Cuando leo en los diarios impresos, especialmente en La Hora, declaraciones de altos y medianos funcionarios acerca del combate a la corrupción y de las decisiones que han adoptado para disminuir o erradicar esa nociva práctica en la administración pública, no sé si sonreírme o mandar al carajo mi cómoda tranquilidad para lanzar expresiones groseras en torno a este asunto y sus protagonistas mediáticos, porque me imagino que ellos se regocijarán ante la ignorancia o indiferencia de los guatemaltecos medianamente comprometidos con la decencia, integridad y moralidad, heredada de sus progenitores o adquirida voluntariamente.
Hace alrededor de dos semanas el presidente Pérez Molina expresó una aseveración que también me dejó perplejo, al sentenciar que la corrupción está tan escondida que es difícil descubrirla. Anteriormente, empero, fue la espolvoreada vicepresidenta Baldetti quien dijo con aplomo que ese fenómeno que no llega a estremecer a todos los guatemaltecos, pero que llega a salpicar a la mayoría, aunque sea en su aspecto pasivo, es un monstruo de mil cabezas.
No es ganas de estar criticando ni menos causarle disgustos hepáticos al ciudadano Presidente, pero tengo mis reservas en cuanto a que los hechos corruptos se encuentran tan ocultos que sería sumamente difícil descubrir sus andanzas o escondrijos, con tan solo echarle una ojeada a los diarios impresos para poder olfatear, dicho sea con todo respeto y figurativamente, los sitios en los que se ubican madrigueras o nidos de malandrines al servicio del Estado.
Uno de ellos ni siquiera requiere de una exhaustiva investigación, puesto que se trata del Sistema Penitenciario (SP, siglas que no suponen una expresión insolente y peyorativa del caló guatemalteco; que conste) donde frecuentemente se realizan requisas y los sagaces fiscales, investigadores policiales y propios agentes carcelarios logran dar con el paradero de teléfonos celulares, sustancias de consumo prohibido, armas blancas o de fuego, listado de personas extorsionadas o a punto de serlo y otros objetos que legalmente no deben estar al alcance de personas que están privadas de libertad, para decirlo con alguna dosis de elegancia propia de analistas penales, y que tienen alguna semejanza con virus, bacterias u otros bacilos que pareciera que surgen espontáneamente o por contagio, causando enfermedades gripales, porque tan pronto han transcurrido dos o tres meses después de la revisión en un presidio, al repetirse la acostumbrada inspección de nuevo aparecen piezas, materias o herramientas de uso indebido.

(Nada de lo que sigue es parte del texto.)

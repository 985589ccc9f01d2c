//! The PostgreSQL version table.

use deadpool_postgres::Object;
use stepwise_ddl::{ColumnDefinition, Dialect, Postgres};
use stepwise_migrate::{DEFAULT_VERSION_TABLE, MigrateResult, VersionIndicator};
use tracing::{debug, info};

use crate::error::{PgError, PgResult};
use crate::pool::PgPool;

/// Version indicator backed by a single-row table.
///
/// The table has an identity primary key and a `name` column, and is created
/// on first write. Statements other than the table DDL use bind parameters
/// for values; the table name itself is a quoted identifier.
#[derive(Debug, Clone)]
pub struct PgIndicator {
    pool: PgPool,
    table: String,
}

/// How `change` persists a new version.
#[derive(Debug, Clone, Copy, PartialEq, Eq)]
enum VersionWrite {
    Insert,
    Update { id: i64 },
}

impl PgIndicator {
    /// Create an indicator using the default table name.
    pub fn new(pool: PgPool) -> Self {
        Self::with_table(pool, DEFAULT_VERSION_TABLE)
    }

    /// Create an indicator using `table` as bookkeeping table.
    pub fn with_table(pool: PgPool, table: impl Into<String>) -> Self {
        Self {
            pool,
            table: table.into(),
        }
    }

    /// The bookkeeping table name.
    pub fn table(&self) -> &str {
        &self.table
    }

    /// DDL creating the bookkeeping table.
    pub fn create_table_sql(&self) -> String {
        Postgres.create_table(
            &self.table,
            &[
                ColumnDefinition::builder("id", "BIGINT")
                    .primary_key(true)
                    .auto_increment(true)
                    .build(),
                ColumnDefinition::new("name", "TEXT"),
            ],
            &[],
        )
    }

    fn select_sql(&self) -> String {
        format!(
            "SELECT \"id\", \"name\" FROM {} ORDER BY \"id\" LIMIT 2",
            Postgres.quote_identifier(&self.table)
        )
    }

    fn insert_sql(&self) -> String {
        format!(
            "INSERT INTO {} (\"name\") VALUES ($1)",
            Postgres.quote_identifier(&self.table)
        )
    }

    fn update_sql(&self) -> String {
        format!(
            "UPDATE {} SET \"name\" = $1 WHERE \"id\" = $2",
            Postgres.quote_identifier(&self.table)
        )
    }

    async fn exists(&self, client: &Object) -> PgResult<bool> {
        let row = client
            .query_one(
                "SELECT EXISTS (SELECT FROM pg_tables \
                 WHERE schemaname = current_schema() AND tablename = $1)",
                &[&self.table],
            )
            .await?;
        Ok(row.try_get(0)?)
    }

    /// The stored `(id, name)` row, if any.
    async fn stored(&self, client: &Object) -> PgResult<Option<(i64, String)>> {
        let rows = client
            .query(&self.select_sql(), &[])
            .await?
            .iter()
            .map(|row| -> PgResult<(i64, String)> {
                Ok((row.try_get(0)?, row.try_get(1)?))
            })
            .collect::<PgResult<Vec<_>>>()?;
        single_row(&self.table, rows)
    }
}

/// At most one row may exist; more means the table was edited by hand.
fn single_row(table: &str, mut rows: Vec<(i64, String)>) -> PgResult<Option<(i64, String)>> {
    if rows.len() > 1 {
        return Err(PgError::version_table(format!(
            "table \"{}\" holds more than one row",
            table
        )));
    }
    Ok(rows.pop())
}

/// The version to report, given whether the table exists and its row.
fn recorded_version(exists: bool, stored: Option<(i64, String)>) -> String {
    match stored {
        Some((_, name)) if exists => name,
        _ => String::new(),
    }
}

fn write_for(stored: Option<&(i64, String)>) -> VersionWrite {
    match stored {
        Some((id, _)) => VersionWrite::Update { id: *id },
        None => VersionWrite::Insert,
    }
}

#[async_trait::async_trait]
impl VersionIndicator for PgIndicator {
    async fn current(&self) -> MigrateResult<String> {
        let client = self.pool.get().await?;
        if !self.exists(&client).await? {
            debug!(table = %self.table, "Version table does not exist yet");
            return Ok(recorded_version(false, None));
        }

        let stored = self.stored(&client).await?;
        Ok(recorded_version(true, stored))
    }

    async fn change(&self, name: &str) -> MigrateResult<()> {
        let client = self.pool.get().await?;
        if !self.exists(&client).await? {
            info!(table = %self.table, "Creating version table");
            client
                .batch_execute(&self.create_table_sql())
                .await
                .map_err(PgError::from)?;
        }

        let stored = self.stored(&client).await?;
        match write_for(stored.as_ref()) {
            VersionWrite::Update { id } => {
                client
                    .execute(&self.update_sql(), &[&name, &id])
                    .await
                    .map_err(PgError::from)?;
            }
            VersionWrite::Insert => {
                client
                    .execute(&self.insert_sql(), &[&name])
                    .await
                    .map_err(PgError::from)?;
            }
        }

        debug!(table = %self.table, version = %name, "Version updated");
        Ok(())
    }
}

El lunes anterior, La Hora publicó un amplio y detallado reportaje en torno al ingreso de teléfonos móviles en las cárceles, ocasión que aprovechó la habilidosa reportera Mariela Castañón para entrevistar al director del SP, el experto en esos menesteres don Edgar Camargo, para plantearle preguntas al respecto y asuntos conexos. El simpático y no menos astuto director del SP, cuando la periodista abordó lo referente a que algunos funcionarios de presidios podrían estar involucrados en hechos ilícitos, el festivo personaje replicó: “Yo la insto a usted, si tiene una denuncia en específico nos la haga saber, para hacer la investigación”. Graciosa y original la respuesta. ¿No le parece?
(Romualdo Tishudo, empleado del SP, exclama “¡Tengo tres deseos, pero sólo el último se me ha cumplido: comer sin engordar, amar sin sufrir y ganar dinero sin trabajar!”).